*** Opening of Material to process ***

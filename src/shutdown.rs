use tokio::signal::unix::{signal, SignalKind};
use tokio_util::sync::CancellationToken;

/// Token cancelled on SIGINT or SIGTERM. Subsystems select on it to drain
/// gracefully.
pub fn shutdown_token() -> CancellationToken {
    let token = CancellationToken::new();
    let trigger = token.clone();

    tokio::spawn(async move {
        let sigterm = async {
            match signal(SignalKind::terminate()) {
                Ok(mut sig) => {
                    sig.recv().await;
                }
                Err(e) => {
                    tracing::error!(error = %e, "Failed to install SIGTERM handler");
                    std::future::pending::<()>().await;
                }
            }
        };

        tokio::select! {
            _ = tokio::signal::ctrl_c() => {
                tracing::info!("Interrupt received, shutting down");
            }
            _ = sigterm => {
                tracing::info!("Termination signal received, shutting down");
            }
        }
        trigger.cancel();
    });

    token
}
use std::sync::Arc;

use uuid::Uuid;

use crate::broker::{QueueStore, CHANNEL_BUILD};
use crate::error::Result;
use crate::scheduler::job::{BuildChannelMessage, Job, QueueEntry};

/// The ordered collection of advertised-but-unclaimed build jobs.
#[derive(Clone)]
pub struct BuildQueue {
    broker: Arc<dyn QueueStore>,
}

impl BuildQueue {
    pub fn new(broker: Arc<dyn QueueStore>) -> Self {
        Self { broker }
    }

    /// Push a queue entry for the job and announce it on the build channel
    /// so idle nodes can race to claim it.
    pub async fn advertise(&self, job: &Job) -> Result<QueueEntry> {
        let entry = QueueEntry::for_job(job);
        self.broker.push_entry(&entry).await?;

        let advert = BuildChannelMessage::Queue {
            job_id: job.id,
            builder_id: job.builder_id.clone(),
        };
        self.broker
            .publish(CHANNEL_BUILD, &serde_json::to_string(&advert)?)
            .await?;
        tracing::debug!(job_id = %job.id, builder_id = %job.builder_id, "Advertised build job");
        Ok(entry)
    }

    pub async fn len(&self) -> Result<usize> {
        self.broker.queue_len().await
    }

    pub async fn snapshot(&self) -> Result<Vec<QueueEntry>> {
        self.broker.queue_snapshot().await
    }

    /// Atomic remove-by-id; returns the entry to exactly one caller.
    pub async fn remove(&self, job_id: Uuid) -> Result<Option<QueueEntry>> {
        self.broker.take_entry(job_id).await
    }
}
//! Claim coordinator: the protocol run when a node wants to execute a job.
//!
//! Competing nodes observe the same advertisement near-simultaneously, so the
//! coordinator jitters each attempt before the award. The award itself is the
//! broker's atomic `take_entry`; the jitter only spreads attempts in time, it
//! is not what makes the claim safe.

use std::sync::Arc;
use std::time::Duration;

use rand::Rng;
use uuid::Uuid;

use crate::broker::{QueueStore, CHANNEL_BUILD};
use crate::error::{Result, SchedulerError};
use crate::registry::NodeRegistry;
use crate::scheduler::job::{
    BuildChannelMessage, ClaimRequest, ClaimResult, JobStatus, JobUpdateRequest, QueueEntry,
};
use crate::scheduler::queue::BuildQueue;

pub struct ClaimCoordinator {
    registry: Arc<NodeRegistry>,
    queue: BuildQueue,
    broker: Arc<dyn QueueStore>,
    jitter_max_ms: u64,
}

impl ClaimCoordinator {
    pub fn new(
        registry: Arc<NodeRegistry>,
        broker: Arc<dyn QueueStore>,
        jitter_max_ms: u64,
    ) -> Self {
        Self {
            registry,
            queue: BuildQueue::new(broker.clone()),
            broker,
            jitter_max_ms,
        }
    }

    /// Run the full claim protocol for a node request: authenticate,
    /// validate, jitter, award. Exactly one of N competing claims for the
    /// same job succeeds; the rest get `Gone`.
    pub async fn claim(
        &self,
        node_id: Option<&str>,
        authorization: Option<&str>,
        body: &[u8],
    ) -> Result<QueueEntry> {
        let node = self.registry.authenticate(node_id, authorization).await?;

        let request: ClaimRequest = serde_json::from_slice(body)
            .map_err(|_| SchedulerError::BadRequest("Invalid body"))?;

        if let Err(e) = self.registry.mark_seen(&node.node_id).await {
            tracing::debug!(node_id = %node.node_id, error = %e, "Failed to refresh node liveness");
        }

        // Collision mitigation only; the atomic take below is what decides.
        if self.jitter_max_ms > 0 {
            let delay = rand::thread_rng().gen_range(0..self.jitter_max_ms);
            tokio::time::sleep(Duration::from_millis(delay)).await;
        }

        let entry = self
            .broker
            .take_entry(request.job_id)
            .await?
            .ok_or(SchedulerError::Gone("Failed to award update to node"))?;

        let claimed = self
            .broker
            .transition_job(
                request.job_id,
                &[JobStatus::Created],
                JobStatus::Claimed,
                Some(&node.node_id),
            )
            .await?;
        if !claimed {
            // The award is conditioned on the row still being created. A
            // failed transition means the job was canceled (or otherwise
            // moved on) while its advertisement was still queued; the node
            // must not build it.
            tracing::warn!(
                job_id = %request.job_id,
                node_id = %node.node_id,
                "Job row was not in created state at award time, award withdrawn"
            );
            return Err(match self.broker.get_job(request.job_id).await? {
                Some(job) => SchedulerError::Conflict(format!(
                    "Job {} is already {}",
                    request.job_id, job.status
                )),
                None => SchedulerError::Gone("Failed to award update to node"),
            });
        }

        let response = BuildChannelMessage::Claim {
            job_id: entry.job_id,
            builder_id: entry.builder_id.clone(),
            target: node.node_id.clone(),
            result: ClaimResult::Approved,
        };
        self.broker
            .publish(CHANNEL_BUILD, &serde_json::to_string(&response)?)
            .await?;

        tracing::info!(
            job_id = %entry.job_id,
            node_id = %node.node_id,
            "Awarded build job to node"
        );
        Ok(entry)
    }

    /// Apply a node's progress report to the job row: status moving through
    /// claimed → running → finished/failed, optionally appending a chunk of
    /// build output. Only the node the job was awarded to may report.
    pub async fn update_progress(
        &self,
        node_id: Option<&str>,
        authorization: Option<&str>,
        body: &[u8],
    ) -> Result<()> {
        let node = self.registry.authenticate(node_id, authorization).await?;

        let update: JobUpdateRequest = serde_json::from_slice(body)
            .map_err(|_| SchedulerError::NotAcceptable("Invalid body"))?;

        if let Err(e) = self.registry.mark_seen(&node.node_id).await {
            tracing::debug!(node_id = %node.node_id, error = %e, "Failed to refresh node liveness");
        }

        let job = self
            .broker
            .get_job(update.job_id)
            .await?
            .ok_or_else(|| SchedulerError::NotFound(format!("Job {} does not exist", update.job_id)))?;
        if job.claimed_by.as_deref() != Some(node.node_id.as_str()) {
            return Err(SchedulerError::Conflict(format!(
                "Job {} is not claimed by node {}",
                update.job_id, node.node_id
            )));
        }

        let from: &[JobStatus] = match update.status {
            JobStatus::Running | JobStatus::Finished | JobStatus::Failed => {
                &[JobStatus::Claimed, JobStatus::Running]
            }
            // Created/claimed are controller-owned, canceled goes through
            // the cancel endpoint.
            JobStatus::Created | JobStatus::Claimed | JobStatus::Canceled => {
                return Err(SchedulerError::NotAcceptable("Invalid target status"));
            }
        };
        let moved = self
            .broker
            .transition_job(update.job_id, from, update.status, None)
            .await?;
        if !moved {
            // Re-read: the row may have moved since the ownership check.
            let status = self
                .broker
                .get_job(update.job_id)
                .await?
                .map(|j| j.status)
                .unwrap_or(job.status);
            return Err(SchedulerError::Conflict(format!(
                "Job {} is already {status}",
                update.job_id
            )));
        }

        if let Some(chunk) = &update.log {
            self.broker.append_log(update.job_id, chunk).await?;
        }
        tracing::debug!(
            job_id = %update.job_id,
            node_id = %node.node_id,
            status = %update.status,
            "Applied job progress report"
        );
        Ok(())
    }

    /// Cancel a job out-of-band. Exactly one terminal transition lands: a
    /// cancel racing a natural exit loses if the executor's terminal state
    /// was already written.
    pub async fn cancel(&self, job_id: Uuid) -> Result<()> {
        let job = self
            .broker
            .get_job(job_id)
            .await?
            .ok_or_else(|| SchedulerError::NotFound(format!("Job {job_id} does not exist")))?;

        let canceled = self
            .broker
            .transition_job(
                job_id,
                &[JobStatus::Created, JobStatus::Claimed, JobStatus::Running],
                JobStatus::Canceled,
                None,
            )
            .await?;
        if !canceled {
            return Err(SchedulerError::Conflict(format!(
                "Job {job_id} is already {}",
                job.status
            )));
        }

        // A queued advertisement for a canceled job must never be claimed.
        let _ = self.queue.remove(job_id).await?;

        let notice = BuildChannelMessage::Cancel { job_id };
        self.broker
            .publish(CHANNEL_BUILD, &serde_json::to_string(&notice)?)
            .await?;
        tracing::info!(%job_id, "Canceled build job");
        Ok(())
    }
}
//! In-memory broker used by tests and single-process deployments.

use std::collections::HashMap;
use std::sync::Mutex;

use async_trait::async_trait;
use chrono::Utc;
use futures::stream::BoxStream;
use futures::StreamExt;
use tokio::sync::broadcast;
use tokio_stream::wrappers::BroadcastStream;
use uuid::Uuid;

use crate::error::Result;
use crate::scheduler::job::{Job, JobStatus, QueueEntry};

use super::{NodeRecord, QueueStore};

const CHANNEL_CAPACITY: usize = 256;

#[derive(Default)]
struct Inner {
    nodes: HashMap<String, NodeRecord>,
    jobs: HashMap<Uuid, Job>,
    queue: Vec<QueueEntry>,
    channels: HashMap<String, broadcast::Sender<String>>,
}

pub struct MemoryBroker {
    inner: Mutex<Inner>,
}

impl Default for MemoryBroker {
    fn default() -> Self {
        Self::new()
    }
}

impl MemoryBroker {
    pub fn new() -> Self {
        Self {
            inner: Mutex::new(Inner::default()),
        }
    }

    fn lock(&self) -> std::sync::MutexGuard<'_, Inner> {
        // Lock poisoning only happens if a holder panicked; the data is
        // plain maps, so continuing with it is safe.
        self.inner.lock().unwrap_or_else(|e| e.into_inner())
    }

    fn channel(&self, name: &str) -> broadcast::Sender<String> {
        let mut inner = self.lock();
        inner
            .channels
            .entry(name.to_string())
            .or_insert_with(|| broadcast::channel(CHANNEL_CAPACITY).0)
            .clone()
    }
}

#[async_trait]
impl QueueStore for MemoryBroker {
    async fn put_node(&self, node: NodeRecord) -> Result<()> {
        self.lock().nodes.insert(node.node_id.clone(), node);
        Ok(())
    }

    async fn get_node(&self, node_id: &str) -> Result<Option<NodeRecord>> {
        Ok(self.lock().nodes.get(node_id).cloned())
    }

    async fn remove_node(&self, node_id: &str) -> Result<()> {
        self.lock().nodes.remove(node_id);
        Ok(())
    }

    async fn list_nodes(&self) -> Result<Vec<NodeRecord>> {
        Ok(self.lock().nodes.values().cloned().collect())
    }

    async fn put_job(&self, job: &Job) -> Result<()> {
        self.lock().jobs.insert(job.id, job.clone());
        Ok(())
    }

    async fn get_job(&self, job_id: Uuid) -> Result<Option<Job>> {
        Ok(self.lock().jobs.get(&job_id).cloned())
    }

    async fn remove_job(&self, job_id: Uuid) -> Result<()> {
        self.lock().jobs.remove(&job_id);
        Ok(())
    }

    async fn append_log(&self, job_id: Uuid, chunk: &str) -> Result<()> {
        if let Some(job) = self.lock().jobs.get_mut(&job_id) {
            job.log.push_str(chunk);
            job.log.push('\n');
        }
        Ok(())
    }

    async fn push_entry(&self, entry: &QueueEntry) -> Result<()> {
        self.lock().queue.push(entry.clone());
        Ok(())
    }

    async fn queue_len(&self) -> Result<usize> {
        Ok(self.lock().queue.len())
    }

    async fn queue_snapshot(&self) -> Result<Vec<QueueEntry>> {
        Ok(self.lock().queue.clone())
    }

    async fn take_entry(&self, job_id: Uuid) -> Result<Option<QueueEntry>> {
        let mut inner = self.lock();
        let pos = inner.queue.iter().position(|e| e.job_id == job_id);
        Ok(pos.map(|i| inner.queue.remove(i)))
    }

    async fn transition_job(
        &self,
        job_id: Uuid,
        from: &[JobStatus],
        to: JobStatus,
        claimed_by: Option<&str>,
    ) -> Result<bool> {
        let mut inner = self.lock();
        let Some(job) = inner.jobs.get_mut(&job_id) else {
            return Ok(false);
        };
        if !from.contains(&job.status) {
            return Ok(false);
        }
        job.status = to;
        if let Some(node_id) = claimed_by {
            job.claimed_by = Some(node_id.to_string());
        }
        job.updated_at = Utc::now();
        Ok(true)
    }

    async fn publish(&self, channel: &str, payload: &str) -> Result<()> {
        // A send error just means nobody is subscribed right now.
        let _ = self.channel(channel).send(payload.to_string());
        Ok(())
    }

    async fn subscribe(&self, channel: &str) -> Result<BoxStream<'static, String>> {
        let rx = self.channel(channel).subscribe();
        let stream = BroadcastStream::new(rx).filter_map(|item| async move { item.ok() });
        Ok(stream.boxed())
    }
}
use std::sync::Arc;

use futures::StreamExt;
use iglu_scheduler::broker::{MemoryBroker, QueueStore, CHANNEL_BUILD};
use iglu_scheduler::scheduler::job::{BuildChannelMessage, Job};
use iglu_scheduler::scheduler::BuildQueue;

fn setup() -> (Arc<MemoryBroker>, BuildQueue) {
    let broker = Arc::new(MemoryBroker::new());
    let queue = BuildQueue::new(broker.clone());
    (broker, queue)
}

#[tokio::test]
async fn advertise_pushes_entry_with_publish_time() {
    let (_, queue) = setup();
    let job = Job::new("b1");

    let before = chrono::Utc::now();
    let entry = queue.advertise(&job).await.unwrap();
    let after = chrono::Utc::now();

    assert_eq!(entry.job_id, job.id);
    assert_eq!(entry.builder_id, "b1");
    assert!(entry.published_at >= before && entry.published_at <= after);

    assert_eq!(queue.len().await.unwrap(), 1);
    let snapshot = queue.snapshot().await.unwrap();
    assert_eq!(snapshot, vec![entry]);
}

#[tokio::test]
async fn advertise_announces_on_build_channel() {
    let (broker, queue) = setup();
    let mut adverts = broker.subscribe(CHANNEL_BUILD).await.unwrap();

    let job = Job::new("b1");
    queue.advertise(&job).await.unwrap();

    let msg = tokio::time::timeout(std::time::Duration::from_secs(1), adverts.next())
        .await
        .expect("advert should arrive")
        .expect("channel open");
    match serde_json::from_str::<BuildChannelMessage>(&msg).unwrap() {
        BuildChannelMessage::Queue { job_id, builder_id } => {
            assert_eq!(job_id, job.id);
            assert_eq!(builder_id, "b1");
        }
        other => panic!("expected queue advert, got {other:?}"),
    }
}

#[tokio::test]
async fn remove_returns_entry_exactly_once() {
    let (_, queue) = setup();
    let job = Job::new("b1");
    queue.advertise(&job).await.unwrap();

    let first = queue.remove(job.id).await.unwrap();
    assert!(first.is_some());
    let second = queue.remove(job.id).await.unwrap();
    assert!(second.is_none());
    assert_eq!(queue.len().await.unwrap(), 0);
}

#[tokio::test]
async fn remove_unknown_job_is_none() {
    let (_, queue) = setup();
    let job = Job::new("b1");
    queue.advertise(&job).await.unwrap();

    let removed = queue.remove(uuid::Uuid::new_v4()).await.unwrap();
    assert!(removed.is_none());
    assert_eq!(queue.len().await.unwrap(), 1);
}

#[tokio::test]
async fn queue_orders_multiple_advertisements() {
    let (_, queue) = setup();
    let jobs: Vec<Job> = (0..3).map(|i| Job::new(format!("b{i}"))).collect();
    for job in &jobs {
        queue.advertise(job).await.unwrap();
    }

    assert_eq!(queue.len().await.unwrap(), 3);
    let snapshot = queue.snapshot().await.unwrap();
    let ids: Vec<_> = snapshot.iter().map(|e| e.job_id).collect();
    assert_eq!(ids, jobs.iter().map(|j| j.id).collect::<Vec<_>>());
}
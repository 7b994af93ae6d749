//! Wire protocol of the build connection.
//!
//! Close codes and the exit-code mapping are contractual: 1000 for a normal
//! completion, 1007 for protocol/input errors (including a build driver exit
//! of 2, which means the command itself was malformed), 1011 for everything
//! else.

use chrono::Utc;
use serde::{Deserialize, Serialize};
use uuid::Uuid;

pub const CLOSE_NORMAL: u16 = 1000;
pub const CLOSE_INVALID_PAYLOAD: u16 = 1007;
pub const CLOSE_INTERNAL_ERROR: u16 = 1011;

/// Build driver exit code meaning the command itself was invalid.
pub const EXIT_INVALID_COMMAND: i32 = 2;

#[derive(Debug, Clone, Copy, PartialEq, Eq, Serialize, Deserialize)]
#[serde(rename_all = "lowercase")]
pub enum WsJobStatus {
    Starting,
    Running,
    Failed,
    Success,
}

/// One message on the build connection. `timestamp` is server-assigned
/// (milliseconds since epoch).
#[derive(Debug, Clone, Serialize, Deserialize)]
#[serde(rename_all = "camelCase")]
pub struct WsMessage {
    pub job_status: WsJobStatus,
    #[serde(skip_serializing_if = "Option::is_none")]
    pub msg: Option<String>,
    #[serde(skip_serializing_if = "Option::is_none")]
    pub stdout: Option<String>,
    #[serde(skip_serializing_if = "Option::is_none")]
    pub error: Option<String>,
    #[serde(skip_serializing_if = "Option::is_none")]
    pub build_exit_code: Option<i32>,
    pub timestamp: i64,
}

impl WsMessage {
    fn new(job_status: WsJobStatus) -> Self {
        Self {
            job_status,
            msg: None,
            stdout: None,
            error: None,
            build_exit_code: None,
            timestamp: Utc::now().timestamp_millis(),
        }
    }

    pub fn starting(msg: impl Into<String>) -> Self {
        Self {
            msg: Some(msg.into()),
            ..Self::new(WsJobStatus::Starting)
        }
    }

    pub fn stdout_line(line: impl Into<String>) -> Self {
        Self {
            stdout: Some(line.into()),
            ..Self::new(WsJobStatus::Running)
        }
    }

    pub fn failed(error: impl Into<String>) -> Self {
        Self {
            error: Some(error.into()),
            ..Self::new(WsJobStatus::Failed)
        }
    }

    pub fn failed_with_code(error: impl Into<String>, exit_code: i32) -> Self {
        Self {
            error: Some(error.into()),
            build_exit_code: Some(exit_code),
            ..Self::new(WsJobStatus::Failed)
        }
    }

    pub fn success() -> Self {
        Self {
            msg: Some("Build was successful".to_string()),
            build_exit_code: Some(0),
            ..Self::new(WsJobStatus::Success)
        }
    }

    pub fn canceled() -> Self {
        Self {
            msg: Some("Build was canceled".to_string()),
            ..Self::new(WsJobStatus::Failed)
        }
    }

    pub fn already_running() -> Self {
        Self {
            error: Some("A build job is already running.".to_string()),
            ..Self::new(WsJobStatus::Running)
        }
    }
}

/// The job specification a node hands to its executor after winning a claim.
#[derive(Debug, Clone, Serialize, Deserialize)]
#[serde(rename_all = "camelCase")]
pub struct BuildSpec {
    pub id: Uuid,
    pub builder_id: String,
    pub build_options: BuildOptions,
}

#[derive(Debug, Clone, Serialize, Deserialize)]
#[serde(rename_all = "camelCase")]
pub struct BuildOptions {
    pub command: String,
    #[serde(default)]
    pub repository: Option<String>,
    #[serde(default)]
    pub branch: Option<String>,
    #[serde(default)]
    pub arch: Option<String>,
}

impl BuildSpec {
    /// Schema check beyond what deserialization enforces.
    pub fn validate(&self) -> std::result::Result<(), &'static str> {
        if self.builder_id.is_empty() {
            return Err("builderId must not be empty");
        }
        if self.build_options.command.trim().is_empty() {
            return Err("buildOptions.command must not be empty");
        }
        Ok(())
    }
}

/// Terminal outcome of a finished build process.
#[derive(Debug, Clone, PartialEq, Eq)]
pub struct Disposition {
    pub message: WsMessage,
    pub close_code: u16,
}

impl PartialEq for WsMessage {
    fn eq(&self, other: &Self) -> bool {
        // Timestamps are server-assigned; equality is about content.
        self.job_status == other.job_status
            && self.msg == other.msg
            && self.stdout == other.stdout
            && self.error == other.error
            && self.build_exit_code == other.build_exit_code
    }
}

impl Eq for WsMessage {}

/// Map a build process exit to its terminal message and close code.
/// Exit 0 → success/1000, exit 2 → failed/1007 (malformed command),
/// anything else → failed/1011.
pub fn exit_disposition(exit_code: Option<i32>, command: &str) -> Disposition {
    match exit_code {
        Some(0) => Disposition {
            message: WsMessage::success(),
            close_code: CLOSE_NORMAL,
        },
        Some(EXIT_INVALID_COMMAND) => Disposition {
            message: WsMessage::failed_with_code(
                format!("Invalid command: '{command}'"),
                EXIT_INVALID_COMMAND,
            ),
            close_code: CLOSE_INVALID_PAYLOAD,
        },
        Some(code) => Disposition {
            message: WsMessage::failed_with_code(
                format!(
                    "Something went wrong while building. Builder exited with error code {code}"
                ),
                code,
            ),
            close_code: CLOSE_INTERNAL_ERROR,
        },
        None => Disposition {
            message: WsMessage::failed(
                "Something went wrong while building. Builder was terminated by a signal",
            ),
            close_code: CLOSE_INTERNAL_ERROR,
        },
    }
}

#[cfg(test)]
mod tests {
    use super::*;

    #[test]
    fn exit_zero_is_success_with_normal_close() {
        let d = exit_disposition(Some(0), "nix build .");
        assert_eq!(d.close_code, CLOSE_NORMAL);
        assert_eq!(d.message.job_status, WsJobStatus::Success);
        assert_eq!(d.message.build_exit_code, Some(0));
    }

    #[test]
    fn exit_two_names_the_invalid_command() {
        let d = exit_disposition(Some(2), "frobnicate --all");
        assert_eq!(d.close_code, CLOSE_INVALID_PAYLOAD);
        assert_eq!(d.message.job_status, WsJobStatus::Failed);
        assert_eq!(d.message.build_exit_code, Some(2));
        assert_eq!(
            d.message.error.as_deref(),
            Some("Invalid command: 'frobnicate --all'")
        );
    }

    #[test]
    fn other_exit_codes_are_internal_errors() {
        for code in [1, 3, 127, 255] {
            let d = exit_disposition(Some(code), "nix build .");
            assert_eq!(d.close_code, CLOSE_INTERNAL_ERROR);
            assert_eq!(d.message.job_status, WsJobStatus::Failed);
            assert_eq!(d.message.build_exit_code, Some(code));
        }
    }

    #[test]
    fn signal_termination_is_internal_error() {
        let d = exit_disposition(None, "nix build .");
        assert_eq!(d.close_code, CLOSE_INTERNAL_ERROR);
        assert!(d.message.build_exit_code.is_none());
    }

    #[test]
    fn message_wire_format_is_camel_case() {
        let msg = WsMessage::failed_with_code("boom", 3);
        let json = serde_json::to_string(&msg).unwrap();
        assert!(json.contains("\"jobStatus\":\"failed\""));
        assert!(json.contains("\"buildExitCode\":3"));
        assert!(json.contains("\"timestamp\":"));
        // Unset optional fields stay off the wire.
        assert!(!json.contains("stdout"));
        assert!(!json.contains("msg"));
    }

    #[test]
    fn spec_round_trips_through_validation_unchanged() {
        let json = r#"{
            "id": "3fa5c3a0-68e1-4e4e-9b32-52e403c0b0a1",
            "builderId": "b1",
            "buildOptions": {"command": "nix build .#default"}
        }"#;
        let spec: BuildSpec = serde_json::from_str(json).unwrap();
        spec.validate().unwrap();
        let reparsed: BuildSpec =
            serde_json::from_str(&serde_json::to_string(&spec).unwrap()).unwrap();
        assert_eq!(reparsed.id, spec.id);
        assert_eq!(reparsed.build_options.command, spec.build_options.command);
    }

    #[test]
    fn spec_rejects_empty_command() {
        let json = r#"{
            "id": "3fa5c3a0-68e1-4e4e-9b32-52e403c0b0a1",
            "builderId": "b1",
            "buildOptions": {"command": "  "}
        }"#;
        let spec: BuildSpec = serde_json::from_str(json).unwrap();
        assert!(spec.validate().is_err());
    }
}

*** Close of Material to process ***

Task goal:
Output the lines of the records above exactly as they appear, from the line containing "#[derive(Default)]" through the line containing "async fn append_log(&self, job_id: Uuid, chunk: &str)".

Solution below:
#[derive(Default)]
struct Inner {
    nodes: HashMap<String, NodeRecord>,
    jobs: HashMap<Uuid, Job>,
    queue: Vec<QueueEntry>,
    channels: HashMap<String, broadcast::Sender<String>>,
}

pub struct MemoryBroker {
    inner: Mutex<Inner>,
}

impl Default for MemoryBroker {
    fn default() -> Self {
        Self::new()
    }
}

impl MemoryBroker {
    pub fn new() -> Self {
        Self {
            inner: Mutex::new(Inner::default()),
        }
    }

    fn lock(&self) -> std::sync::MutexGuard<'_, Inner> {
        // Lock poisoning only happens if a holder panicked; the data is
        // plain maps, so continuing with it is safe.
        self.inner.lock().unwrap_or_else(|e| e.into_inner())
    }

    fn channel(&self, name: &str) -> broadcast::Sender<String> {
        let mut inner = self.lock();
        inner
            .channels
            .entry(name.to_string())
            .or_insert_with(|| broadcast::channel(CHANNEL_CAPACITY).0)
            .clone()
    }
}

#[async_trait]
impl QueueStore for MemoryBroker {
    async fn put_node(&self, node: NodeRecord) -> Result<()> {
        self.lock().nodes.insert(node.node_id.clone(), node);
        Ok(())
    }

    async fn get_node(&self, node_id: &str) -> Result<Option<NodeRecord>> {
        Ok(self.lock().nodes.get(node_id).cloned())
    }

    async fn remove_node(&self, node_id: &str) -> Result<()> {
        self.lock().nodes.remove(node_id);
        Ok(())
    }

    async fn list_nodes(&self) -> Result<Vec<NodeRecord>> {
        Ok(self.lock().nodes.values().cloned().collect())
    }

    async fn put_job(&self, job: &Job) -> Result<()> {
        self.lock().jobs.insert(job.id, job.clone());
        Ok(())
    }

    async fn get_job(&self, job_id: Uuid) -> Result<Option<Job>> {
        Ok(self.lock().jobs.get(&job_id).cloned())
    }

    async fn remove_job(&self, job_id: Uuid) -> Result<()> {
        self.lock().jobs.remove(&job_id);
        Ok(())
    }

    async fn append_log(&self, job_id: Uuid, chunk: &str) -> Result<()> {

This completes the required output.